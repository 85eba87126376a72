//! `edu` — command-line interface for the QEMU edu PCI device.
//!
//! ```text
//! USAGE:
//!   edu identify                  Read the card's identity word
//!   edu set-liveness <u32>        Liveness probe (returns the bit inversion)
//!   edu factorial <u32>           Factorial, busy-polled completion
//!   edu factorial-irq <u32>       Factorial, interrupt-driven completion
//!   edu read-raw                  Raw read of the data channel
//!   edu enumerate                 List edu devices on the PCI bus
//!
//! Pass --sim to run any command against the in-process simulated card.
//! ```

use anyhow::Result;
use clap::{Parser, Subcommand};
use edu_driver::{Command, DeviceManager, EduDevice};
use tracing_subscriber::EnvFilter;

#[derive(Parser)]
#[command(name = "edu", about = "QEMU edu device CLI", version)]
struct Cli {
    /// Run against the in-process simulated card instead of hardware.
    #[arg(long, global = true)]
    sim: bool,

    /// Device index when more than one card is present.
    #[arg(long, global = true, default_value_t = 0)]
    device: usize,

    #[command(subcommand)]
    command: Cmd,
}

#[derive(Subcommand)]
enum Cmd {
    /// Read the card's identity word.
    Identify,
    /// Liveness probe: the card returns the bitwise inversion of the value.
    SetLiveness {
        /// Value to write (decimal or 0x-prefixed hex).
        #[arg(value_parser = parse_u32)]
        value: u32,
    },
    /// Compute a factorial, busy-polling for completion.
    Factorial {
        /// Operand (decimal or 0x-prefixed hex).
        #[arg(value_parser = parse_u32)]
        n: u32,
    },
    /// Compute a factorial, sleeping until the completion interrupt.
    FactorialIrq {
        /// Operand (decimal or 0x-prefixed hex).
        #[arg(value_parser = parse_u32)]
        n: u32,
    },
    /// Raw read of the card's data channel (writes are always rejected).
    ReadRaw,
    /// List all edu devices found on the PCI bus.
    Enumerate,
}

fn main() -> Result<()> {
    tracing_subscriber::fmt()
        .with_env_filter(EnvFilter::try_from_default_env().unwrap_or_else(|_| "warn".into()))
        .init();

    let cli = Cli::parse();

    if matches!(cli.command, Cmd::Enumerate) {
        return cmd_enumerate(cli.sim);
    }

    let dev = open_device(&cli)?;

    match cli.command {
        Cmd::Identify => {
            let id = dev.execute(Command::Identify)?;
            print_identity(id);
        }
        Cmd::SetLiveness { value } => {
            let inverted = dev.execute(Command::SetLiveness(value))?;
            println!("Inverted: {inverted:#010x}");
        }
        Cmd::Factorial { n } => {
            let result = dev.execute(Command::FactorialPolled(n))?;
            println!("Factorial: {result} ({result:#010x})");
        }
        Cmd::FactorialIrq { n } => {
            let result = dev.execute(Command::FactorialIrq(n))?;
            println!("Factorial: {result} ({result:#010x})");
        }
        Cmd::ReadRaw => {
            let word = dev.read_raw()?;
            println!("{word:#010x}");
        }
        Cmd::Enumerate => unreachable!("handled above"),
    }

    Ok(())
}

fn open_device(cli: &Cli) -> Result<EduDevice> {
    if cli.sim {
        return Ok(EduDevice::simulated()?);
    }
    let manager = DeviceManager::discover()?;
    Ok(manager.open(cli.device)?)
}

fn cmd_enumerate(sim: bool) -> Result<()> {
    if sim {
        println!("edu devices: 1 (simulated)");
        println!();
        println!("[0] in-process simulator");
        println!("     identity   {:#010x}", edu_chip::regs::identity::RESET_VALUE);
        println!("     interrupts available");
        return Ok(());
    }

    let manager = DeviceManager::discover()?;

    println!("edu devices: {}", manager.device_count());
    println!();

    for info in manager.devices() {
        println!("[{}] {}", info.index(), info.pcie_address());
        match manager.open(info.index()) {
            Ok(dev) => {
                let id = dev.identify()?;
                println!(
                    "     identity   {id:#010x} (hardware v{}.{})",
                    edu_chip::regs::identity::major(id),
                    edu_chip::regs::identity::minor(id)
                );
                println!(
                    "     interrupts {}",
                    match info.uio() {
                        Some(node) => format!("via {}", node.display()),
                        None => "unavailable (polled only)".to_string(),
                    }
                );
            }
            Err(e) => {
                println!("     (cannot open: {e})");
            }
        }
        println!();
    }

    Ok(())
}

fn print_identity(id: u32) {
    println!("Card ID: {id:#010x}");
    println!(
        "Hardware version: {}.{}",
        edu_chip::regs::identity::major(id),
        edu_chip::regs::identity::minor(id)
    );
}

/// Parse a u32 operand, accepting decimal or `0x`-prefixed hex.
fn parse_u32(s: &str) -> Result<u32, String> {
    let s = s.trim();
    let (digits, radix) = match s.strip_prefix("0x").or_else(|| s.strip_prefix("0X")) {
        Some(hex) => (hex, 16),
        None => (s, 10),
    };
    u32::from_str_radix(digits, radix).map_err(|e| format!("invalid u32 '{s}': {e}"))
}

TASK: Copy out each record exactly as given, omitting none.

EXERCISE SOLUTION:
repository 85eba87126376a72
//! `edu` — command-line interface for the QEMU edu PCI device.
//!
//! ```text
//! USAGE:
//!   edu identify                  Read the card's identity word
//!   edu set-liveness <u32>        Liveness probe (returns the bit inversion)
//!   edu factorial <u32>           Factorial, busy-polled completion
//!   edu factorial-irq <u32>       Factorial, interrupt-driven completion
//!   edu read-raw                  Raw read of the data channel
//!   edu enumerate                 List edu devices on the PCI bus
//!
//! Pass --sim to run any command against the in-process simulated card.
//! ```

use anyhow::Result;
use clap::{Parser, Subcommand};
use edu_driver::{Command, DeviceManager, EduDevice};
use tracing_subscriber::EnvFilter;

#[derive(Parser)]
#[command(name = "edu", about = "QEMU edu device CLI", version)]
struct Cli {
    /// Run against the in-process simulated card instead of hardware.
    #[arg(long, global = true)]
    sim: bool,

    /// Device index when more than one card is present.
    #[arg(long, global = true, default_value_t = 0)]
    device: usize,

    #[command(subcommand)]
    command: Cmd,
}

#[derive(Subcommand)]
enum Cmd {
    /// Read the card's identity word.
    Identify,
    /// Liveness probe: the card returns the bitwise inversion of the value.
    SetLiveness {
        /// Value to write (decimal or 0x-prefixed hex).
        #[arg(value_parser = parse_u32)]
        value: u32,
    },
    /// Compute a factorial, busy-polling for completion.
    Factorial {
        /// Operand (decimal or 0x-prefixed hex).
        #[arg(value_parser = parse_u32)]
        n: u32,
    },
    /// Compute a factorial, sleeping until the completion interrupt.
    FactorialIrq {
        /// Operand (decimal or 0x-prefixed hex).
        #[arg(value_parser = parse_u32)]
        n: u32,
    },
    /// Raw read of the card's data channel (writes are always rejected).
    ReadRaw,
    /// List all edu devices found on the PCI bus.
    Enumerate,
}

fn main() -> Result<()> {
    tracing_subscriber::fmt()
        .with_env_filter(EnvFilter::try_from_default_env().unwrap_or_else(|_| "warn".into()))
        .init();

    let cli = Cli::parse();

    if matches!(cli.command, Cmd::Enumerate) {
        return cmd_enumerate(cli.sim);
    }

    let dev = open_device(&cli)?;

    match cli.command {
        Cmd::Identify => {
            let id = dev.execute(Command::Identify)?;
            print_identity(id);
        }
        Cmd::SetLiveness { value } => {
            let inverted = dev.execute(Command::SetLiveness(value))?;
            println!("Inverted: {inverted:#010x}");
        }
        Cmd::Factorial { n } => {
            let result = dev.execute(Command::FactorialPolled(n))?;
            println!("Factorial: {result} ({result:#010x})");
        }
        Cmd::FactorialIrq { n } => {
            let result = dev.execute(Command::FactorialIrq(n))?;
            println!("Factorial: {result} ({result:#010x})");
        }
        Cmd::ReadRaw => {
            let word = dev.read_raw()?;
            println!("{word:#010x}");
        }
        Cmd::Enumerate => unreachable!("handled above"),
    }

    Ok(())
}

fn open_device(cli: &Cli) -> Result<EduDevice> {
    if cli.sim {
        return Ok(EduDevice::simulated()?);
    }
    let manager = DeviceManager::discover()?;
    Ok(manager.open(cli.device)?)
}

fn cmd_enumerate(sim: bool) -> Result<()> {
    if sim {
        println!("edu devices: 1 (simulated)");
        println!();
        println!("[0] in-process simulator");
        println!("     identity   {:#010x}", edu_chip::regs::identity::RESET_VALUE);
        println!("     interrupts available");
        return Ok(());
    }

    let manager = DeviceManager::discover()?;

    println!("edu devices: {}", manager.device_count());
    println!();

    for info in manager.devices() {
        println!("[{}] {}", info.index(), info.pcie_address());
        match manager.open(info.index()) {
            Ok(dev) => {
                let id = dev.identify()?;
                println!(
                    "     identity   {id:#010x} (hardware v{}.{})",
                    edu_chip::regs::identity::major(id),
                    edu_chip::regs::identity::minor(id)
                );
                println!(
                    "     interrupts {}",
                    match info.uio() {
                        Some(node) => format!("via {}", node.display()),
                        None => "unavailable (polled only)".to_string(),
                    }
                );
            }
            Err(e) => {
                println!("     (cannot open: {e})");
            }
        }
        println!();
    }

    Ok(())
}

fn print_identity(id: u32) {
    println!("Card ID: {id:#010x}");
    println!(
        "Hardware version: {}.{}",
        edu_chip::regs::identity::major(id),
        edu_chip::regs::identity::minor(id)
    );
}

/// Parse a u32 operand, accepting decimal or `0x`-prefixed hex.
fn parse_u32(s: &str) -> Result<u32, String> {
    let s = s.trim();
    let (digits, radix) = match s.strip_prefix("0x").or_else(|| s.strip_prefix("0X")) {
        Some(hex) => (hex, 16),
        None => (s, 10),
    };
    u32::from_str_radix(digits, radix).map_err(|e| format!("invalid u32 '{s}': {e}"))
}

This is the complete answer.